Low-cost do-it-yourself air sampling buckets were developed in California in 1995 as tools to empower citizens living by a leaking oil refinery to gather their own air data (the lawsuit that ensued was the basis of the film Erin Brockovich). Communities for a Better Environment tweaked the devices to make them more affordable (about $175 each), and the Environmental Protection Agency (EPA) affirmed that when used properly, the buckets took accurate air samples suitable for lab analyses.
The buckets have been embraced by rural and urban communities. After an explosion in 1998 in the Diamond community in Louisiana, citizens were able to obtain tangible proof of harmful chemical exposures by using these buckets. In 2000, the Louisiana Bucket Brigade was incorporated to help other fenceline communities in the state.
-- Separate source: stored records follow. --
// Copyright (c) 2025 Soumyadip Sarkar.
// All rights reserved.
//
// This source code is licensed under the license found in the
// LICENSE file in the root directory of this source tree.

use clap::{crate_version, Arg, ArgAction, Command};

fn json_flags(cmd: Command) -> Command {
    cmd.arg(
        Arg::new("json")
            .long("json")
            .action(ArgAction::SetTrue)
            .help("Print output as pretty JSON"),
    )
    .arg(
        Arg::new("jsonl")
            .long("jsonl")
            .action(ArgAction::SetTrue)
            .help("Print output as JSON lines"),
    )
}

fn id_arg() -> Arg {
    Arg::new("id")
        .long("id")
        .required(true)
        .value_parser(clap::value_parser!(i64))
        .help("Row id")
}

pub fn build_cli() -> Command {
    Command::new("ledgerclip")
        .about("Personal finance ledger: transactions, category budgets, savings goals, analytics")
        .version(crate_version!())
        .arg(
            Arg::new("user")
                .long("user")
                .global(true)
                .help("Act as this user id (defaults to the configured active user)"),
        )
        .subcommand(Command::new("init").about("Initialize the database"))
        .subcommand(
            Command::new("user")
                .about("Manage the active user")
                .subcommand(
                    Command::new("use")
                        .about("Set the active user")
                        .arg(Arg::new("id").required(true).help("User id")),
                )
                .subcommand(Command::new("show").about("Show the active user")),
        )
        .subcommand(
            Command::new("category")
                .about("Manage categories")
                .subcommand(
                    Command::new("add")
                        .about("Add a category (idempotent by name)")
                        .arg(Arg::new("name").long("name").required(true))
                        .arg(
                            Arg::new("kind")
                                .long("kind")
                                .required(true)
                                .help("income or expense"),
                        )
                        .arg(Arg::new("icon").long("icon").help("Display hint")),
                )
                .subcommand(json_flags(
                    Command::new("list")
                        .about("List categories")
                        .arg(Arg::new("kind").long("kind").help("income or expense")),
                ))
                .subcommand(
                    Command::new("rm")
                        .about("Remove an unreferenced category")
                        .arg(id_arg()),
                ),
        )
        .subcommand(
            Command::new("tx")
                .about("Record and inspect transactions")
                .subcommand(
                    Command::new("add")
                        .about("Record a transaction")
                        .arg(Arg::new("date").long("date").required(true).help("YYYY-MM-DD"))
                        .arg(Arg::new("amount").long("amount").required(true).help("Positive amount"))
                        .arg(
                            Arg::new("kind")
                                .long("kind")
                                .required(true)
                                .help("income, expense, transfer, savings, savings-withdrawal, investment"),
                        )
                        .arg(Arg::new("category").long("category").help("Category name"))
                        .arg(Arg::new("description").long("description")),
                )
                .subcommand(json_flags(
                    Command::new("list")
                        .about("List transactions, newest first")
                        .arg(Arg::new("kind").long("kind"))
                        .arg(Arg::new("category").long("category").help("Category name"))
                        .arg(
                            Arg::new("uncategorized")
                                .long("uncategorized")
                                .action(ArgAction::SetTrue)
                                .help("Only transactions without a category"),
                        )
                        .arg(Arg::new("from").long("from").help("YYYY-MM-DD inclusive"))
                        .arg(Arg::new("to").long("to").help("YYYY-MM-DD inclusive")),
                ))
                .subcommand(
                    Command::new("edit")
                        .about("Correct a transaction's description or category")
                        .arg(id_arg())
                        .arg(Arg::new("description").long("description"))
                        .arg(
                            Arg::new("clear-description")
                                .long("clear-description")
                                .action(ArgAction::SetTrue),
                        )
                        .arg(Arg::new("category").long("category").help("Category name"))
                        .arg(
                            Arg::new("clear-category")
                                .long("clear-category")
                                .action(ArgAction::SetTrue),
                        ),
                )
                .subcommand(
                    Command::new("rm")
                        .about("Delete a transaction")
                        .arg(id_arg()),
                ),
        )
        .subcommand(
            Command::new("budget")
                .about("Manage spending budgets")
                .subcommand(
                    Command::new("add")
                        .about("Create a budget")
                        .arg(Arg::new("name").long("name").required(true))
                        .arg(Arg::new("limit").long("limit").required(true).help("Positive cap"))
                        .arg(
                            Arg::new("period")
                                .long("period")
                                .required(true)
                                .help("weekly, monthly, or yearly"),
                        )
                        .arg(Arg::new("start").long("start").required(true).help("YYYY-MM-DD"))
                        .arg(Arg::new("end").long("end").help("YYYY-MM-DD; omit for open-ended"))
                        .arg(
                            Arg::new("category")
                                .long("category")
                                .help("Category name; omit to cap all expense spending"),
                        ),
                )
                .subcommand(json_flags(
                    Command::new("list").about("List budgets with live spent/remaining"),
                ))
                .subcommand(json_flags(
                    Command::new("show")
                        .about("Show one budget with live spent/remaining")
                        .arg(id_arg()),
                ))
                .subcommand(
                    Command::new("edit")
                        .about("Update a budget")
                        .arg(id_arg())
                        .arg(Arg::new("name").long("name"))
                        .arg(Arg::new("limit").long("limit"))
                        .arg(Arg::new("period").long("period"))
                        .arg(Arg::new("start").long("start"))
                        .arg(Arg::new("end").long("end"))
                        .arg(
                            Arg::new("clear-end")
                                .long("clear-end")
                                .action(ArgAction::SetTrue)
                                .help("Make the budget open-ended"),
                        )
                        .arg(Arg::new("category").long("category"))
                        .arg(
                            Arg::new("clear-category")
                                .long("clear-category")
                                .action(ArgAction::SetTrue)
                                .help("Make the budget cap all expense spending"),
                        ),
                )
                .subcommand(Command::new("rm").about("Delete a budget").arg(id_arg())),
        )
        .subcommand(
            Command::new("goal")
                .about("Manage savings goals")
                .subcommand(
                    Command::new("add")
                        .about("Create a savings goal")
                        .arg(Arg::new("name").long("name").required(true))
                        .arg(Arg::new("target").long("target").required(true).help("Positive target"))
                        .arg(Arg::new("target-date").long("target-date").help("YYYY-MM-DD")),
                )
                .subcommand(json_flags(Command::new("list").about("List savings goals")))
                .subcommand(
                    Command::new("contribute")
                        .about("Move money into a goal (records a savings transaction)")
                        .arg(id_arg())
                        .arg(Arg::new("amount").long("amount").required(true)),
                )
                .subcommand(
                    Command::new("withdraw")
                        .about("Move money back out of a goal")
                        .arg(id_arg())
                        .arg(Arg::new("amount").long("amount").required(true)),
                )
                .subcommand(
                    Command::new("edit")
                        .about("Update a goal")
                        .arg(id_arg())
                        .arg(Arg::new("name").long("name"))
                        .arg(Arg::new("target").long("target"))
                        .arg(Arg::new("target-date").long("target-date"))
                        .arg(
                            Arg::new("clear-target-date")
                                .long("clear-target-date")
                                .action(ArgAction::SetTrue),
                        ),
                )
                .subcommand(
                    Command::new("rm")
                        .about("Delete a goal, keeping its ledger history")
                        .arg(id_arg()),
                ),
        )
        .subcommand(
            Command::new("recurring")
                .about("Manage recurring payment definitions")
                .subcommand(
                    Command::new("add")
                        .about("Define a recurring payment")
                        .arg(Arg::new("name").long("name").required(true))
                        .arg(Arg::new("amount").long("amount").required(true))
                        .arg(
                            Arg::new("frequency")
                                .long("frequency")
                                .required(true)
                                .help("daily, weekly, monthly, or yearly"),
                        )
                        .arg(Arg::new("start").long("start").required(true).help("YYYY-MM-DD"))
                        .arg(Arg::new("end").long("end").help("YYYY-MM-DD"))
                        .arg(Arg::new("category").long("category").help("Category name")),
                )
                .subcommand(json_flags(
                    Command::new("list").about("List definitions, soonest due first"),
                ))
                .subcommand(
                    Command::new("edit")
                        .about("Update a definition")
                        .arg(id_arg())
                        .arg(Arg::new("name").long("name"))
                        .arg(Arg::new("amount").long("amount"))
                        .arg(Arg::new("frequency").long("frequency"))
                        .arg(Arg::new("end").long("end"))
                        .arg(
                            Arg::new("clear-end")
                                .long("clear-end")
                                .action(ArgAction::SetTrue),
                        )
                        .arg(Arg::new("category").long("category"))
                        .arg(
                            Arg::new("clear-category")
                                .long("clear-category")
                                .action(ArgAction::SetTrue),
                        ),
                )
                .subcommand(
                    Command::new("rm")
                        .about("Delete a definition")
                        .arg(id_arg()),
                )
                .subcommand(
                    Command::new("process")
                        .about("Record all occurrences due on or before a date")
                        .arg(Arg::new("date").long("date").help("YYYY-MM-DD, defaults to today")),
                ),
        )
        .subcommand(
            Command::new("report")
                .about("Analytics over the ledger")
                .subcommand(json_flags(
                    Command::new("summary")
                        .about("Income and expense totals for a month")
                        .arg(Arg::new("month").long("month").required(true).help("YYYY-MM")),
                ))
                .subcommand(json_flags(
                    Command::new("year")
                        .about("Month-by-month totals for a year")
                        .arg(
                            Arg::new("year")
                                .long("year")
                                .required(true)
                                .value_parser(clap::value_parser!(i32)),
                        ),
                ))
                .subcommand(json_flags(
                    Command::new("by-category")
                        .about("Expense spend grouped by category")
                        .arg(Arg::new("from").long("from").required(true).help("YYYY-MM-DD"))
                        .arg(Arg::new("to").long("to").required(true).help("YYYY-MM-DD")),
                ))
                .subcommand(json_flags(
                    Command::new("balance").about("Current main balance over all history"),
                ))
                .subcommand(json_flags(
                    Command::new("savings").about("Savings goal progress"),
                )),
        )
        .subcommand(Command::new("doctor").about("Check ledger consistency"))
}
Other groups, such as WE ACT in Harlem, New York use the buckets in Upper Manhattan in its efforts to provide a clean environment for its citizens.
“This map is a repository of eyewitness reports and photos of pollution in the Gulf Region from affected citizens, NGO’s, government agencies, and the parties responsible for the pollution. This system enables fenceline communities, workers, and concerned citizens to speak out about how oil, petrochemical, and other fossil fuel pollution is threatening their livelihood, their health, and the ecosystems they rely on.”